Methimazole is a commonly used drugs for treatment of hyperthyroidism. Researching the solubility property of methimazole in multifarious solvent systems can be used for optimizing the purification process of methimazole in industry. In this study, the solubility properties of methimazole in twelve pure solvents (methanol, ethanol, 1-propanol, isopropanol, 1-butanol, isobutanol, 1,4-dioxane, methyl acetate, acetonitrile, ethyl acetate, tetrahydrofuran, acetone) and four binary mixed solvents (methanol + ethyl acetate, methanol + acetonitrile, methanol + isopropanol, methanol + methyl acetate) were tested within 278.15 K to 323.15 K under 101.325 kPa. The results show that methimazole has the highest solubility in methanol and the smallest solubility in ethyl acetate. In addition, solubility is positively correlated with temperature in pure solvents and mixed solvents. The XRD spectrum results show that the crystal form of methimazole before and after dissolving in twelve pure solvents do not change. The DSC test shows that the melting point of methimazole is 417.27 K, and it is also proved that methimazole do not decompose before reaching the melting point. Herein, the Modified Apelblat model and Buchowski-Ksiazaczak λh model were used to fit the solubility data of methimazole in pure solvents.
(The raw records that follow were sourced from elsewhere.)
use crate::{Error, ErrorContext, Result};
use serde::{Deserialize, Serialize};
use std::future::Future;
use std::sync::{Mutex, MutexGuard};
use std::time::{Duration, Instant};

/// Circuit breaker state
#[derive(Debug, Clone, Copy, PartialEq, Eq, Hash)]
pub enum CircuitState {
    /// Normal operation, calls pass through
    Closed,
    /// Upstream presumed unhealthy, calls rejected without reaching it
    Open,
    /// Recovery timeout elapsed, a single probe call is allowed
    HalfOpen,
}

#[derive(Debug, Clone)]
pub struct CircuitBreakerSnapshot {
    pub state: CircuitState,
    pub failure_threshold: u32,
    pub recovery_timeout: Duration,
    pub failure_count: u32,
    /// Remaining cooldown, if currently open.
    pub open_remaining: Option<Duration>,
    pub probe_in_flight: bool,
}

#[derive(Debug, Clone, PartialEq, Eq, Serialize, Deserialize)]
#[serde(default)]
pub struct CircuitBreakerConfig {
    pub failure_threshold: u32,
    #[serde(with = "crate::utils::serde_secs")]
    pub recovery_timeout: Duration,
}

impl Default for CircuitBreakerConfig {
    fn default() -> Self {
        Self {
            failure_threshold: 5,
            recovery_timeout: Duration::from_secs(30),
        }
    }
}

impl CircuitBreakerConfig {
    /// Create a new config with default values
    pub fn new() -> Self {
        Self::default()
    }

    /// Set the failure threshold
    pub fn with_failure_threshold(mut self, threshold: u32) -> Self {
        self.failure_threshold = threshold;
        self
    }

    /// Set the recovery timeout
    pub fn with_recovery_timeout(mut self, timeout: Duration) -> Self {
        self.recovery_timeout = timeout;
        self
    }

    pub fn validate(&self) -> Result<()> {
        if self.failure_threshold == 0 {
            return Err(Error::configuration_with_context(
                "failure_threshold must be positive",
                ErrorContext::new()
                    .with_field_path("circuit_breaker.failure_threshold")
                    .with_source("circuit_breaker"),
            ));
        }
        if self.recovery_timeout.is_zero() {
            return Err(Error::configuration_with_context(
                "recovery_timeout must be positive",
                ErrorContext::new()
                    .with_field_path("circuit_breaker.recovery_timeout")
                    .with_source("circuit_breaker"),
            ));
        }
        Ok(())
    }
}

#[derive(Debug)]
struct State {
    state: CircuitState,
    failure_count: u32,
    opened_at: Option<Instant>,
    /// Set while the half-open probe is outstanding.
    probe_started_at: Option<Instant>,
}

/// Three-state circuit breaker.
///
/// Guarded calls go through [`call`](Self::call) / [`call_async`](Self::call_async).
/// Streaming calls cannot report their outcome at a single call boundary, so they
/// use the split API instead: [`check_state`](Self::check_state) before opening the
/// stream, then exactly one of [`record_success`](Self::record_success) or
/// [`record_failure`](Self::record_failure) once the stream ends.
pub struct CircuitBreaker {
    cfg: CircuitBreakerConfig,
    state: Mutex<State>,
}

impl CircuitBreaker {
    pub fn new(cfg: CircuitBreakerConfig) -> Result<Self> {
        cfg.validate()?;
        Ok(Self {
            cfg,
            state: Mutex::new(State {
                state: CircuitState::Closed,
                failure_count: 0,
                opened_at: None,
                probe_started_at: None,
            }),
        })
    }

    pub fn config(&self) -> &CircuitBreakerConfig {
        &self.cfg
    }

    fn lock(&self) -> MutexGuard<'_, State> {
        self.state.lock().unwrap_or_else(|e| e.into_inner())
    }

    /// Admit or reject a call. Moves Open to HalfOpen once the recovery timeout
    /// has elapsed, admitting the caller as the single probe.
    pub fn check_state(&self) -> Result<()> {
        let mut st = self.lock();
        let now = Instant::now();
        match st.state {
            CircuitState::Closed => Ok(()),
            CircuitState::Open => {
                let opened_at = st.opened_at.unwrap_or(now);
                let elapsed = now.duration_since(opened_at);
                if elapsed < self.cfg.recovery_timeout {
                    return Err(Error::CircuitBreakerOpen {
                        remaining: self.cfg.recovery_timeout - elapsed,
                    });
                }
                st.state = CircuitState::HalfOpen;
                st.probe_started_at = Some(now);
                tracing::info!(
                    failure_count = st.failure_count,
                    "circuit breaker half-open, admitting probe"
                );
                Ok(())
            }
            CircuitState::HalfOpen => match st.probe_started_at {
                Some(started) if now.duration_since(started) < self.cfg.recovery_timeout => {
                    Err(Error::CircuitBreakerOpen {
                        remaining: Duration::ZERO,
                    })
                }
                _ => {
                    // Previous probe never reported back; admit a new one.
                    tracing::debug!("replacing abandoned half-open probe");
                    st.probe_started_at = Some(now);
                    Ok(())
                }
            },
        }
    }

    /// Reset the failure streak; a HalfOpen probe success closes the breaker.
    ///
    /// A late success from a call admitted before the breaker opened does not
    /// cut the cooldown short.
    pub fn record_success(&self) {
        let mut st = self.lock();
        st.failure_count = 0;
        match st.state {
            CircuitState::Open => {
                tracing::debug!("late success while open, keeping cooldown");
            }
            CircuitState::HalfOpen => {
                st.state = CircuitState::Closed;
                st.opened_at = None;
                st.probe_started_at = None;
                tracing::info!("circuit breaker closed");
            }
            CircuitState::Closed => {}
        }
    }

    pub fn record_failure(&self) {
        let mut st = self.lock();
        st.failure_count = st.failure_count.saturating_add(1);
        match st.state {
            CircuitState::HalfOpen => {
                Self::open_locked(&mut st);
                tracing::warn!(
                    failure_count = st.failure_count,
                    "circuit breaker probe failed, reopening"
                );
            }
            CircuitState::Closed if st.failure_count >= self.cfg.failure_threshold => {
                Self::open_locked(&mut st);
                tracing::warn!(
                    failure_count = st.failure_count,
                    recovery_timeout_ms = self.cfg.recovery_timeout.as_millis() as u64,
                    "circuit breaker opened"
                );
            }
            // Late failure from a call admitted before the breaker opened:
            // keep the original cooldown.
            _ => {}
        }
    }

    fn open_locked(st: &mut State) {
        st.state = CircuitState::Open;
        st.opened_at = Some(Instant::now());
        st.probe_started_at = None;
    }

    /// Run `op` under breaker protection.
    ///
    /// The operation's own error is returned unchanged after being recorded.
    pub fn call<T, E, F>(&self, op: F) -> std::result::Result<T, E>
    where
        F: FnOnce() -> std::result::Result<T, E>,
        E: From<Error>,
    {
        self.check_state()?;
        match op() {
            Ok(value) => {
                self.record_success();
                Ok(value)
            }
            Err(e) => {
                self.record_failure();
                Err(e)
            }
        }
    }

    /// Async counterpart of [`call`](Self::call).
    ///
    /// Do not use this for streams: awaiting the future only opens the stream,
    /// it says nothing about how the stream ends.
    pub async fn call_async<T, E, F, Fut>(&self, op: F) -> std::result::Result<T, E>
    where
        F: FnOnce() -> Fut,
        Fut: Future<Output = std::result::Result<T, E>>,
        E: From<Error>,
    {
        self.check_state()?;
        match op().await {
            Ok(value) => {
                self.record_success();
                Ok(value)
            }
            Err(e) => {
                self.record_failure();
                Err(e)
            }
        }
    }

    /// Current state as last recorded; Open is only left when a call is attempted.
    pub fn state(&self) -> CircuitState {
        self.lock().state
    }

    pub fn failure_count(&self) -> u32 {
        self.lock().failure_count
    }

    /// Force the breaker closed. Administrative use only.
    /// Force the breaker back to Closed with a clean streak.
    pub fn reset(&self) {
        let mut st = self.lock();
        if st.state != CircuitState::Closed {
            tracing::info!("circuit breaker reset");
        }
        st.state = CircuitState::Closed;
        st.failure_count = 0;
        st.opened_at = None;
        st.probe_started_at = None;
    }

    pub fn snapshot(&self) -> CircuitBreakerSnapshot {
        let now = Instant::now();
        let st = self.lock();
        let open_remaining = match (st.state, st.opened_at) {
            (CircuitState::Open, Some(opened_at)) => self
                .cfg
                .recovery_timeout
                .checked_sub(now.duration_since(opened_at)),
            _ => None,
        };
        CircuitBreakerSnapshot {
            state: st.state,
            failure_threshold: self.cfg.failure_threshold,
            recovery_timeout: self.cfg.recovery_timeout,
            failure_count: st.failure_count,
            open_remaining,
            probe_in_flight: st.state == CircuitState::HalfOpen && st.probe_started_at.is_some(),
        }
    }
}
Jouyban-Acree model, CNIBS/R-K model and SUN model were used to fit the solubility data of methimazole in binary mixed solvents. The results show that Modified Apelblat model and CNIBS/R–K model have the best correlation with the solubility of methimazole. Analysis using the KAT-LSER model reveals that the influence of the interaction between part of the solvent and solute molecule on solubility. The results show that the impact of dipolarity/polarizability is dominant.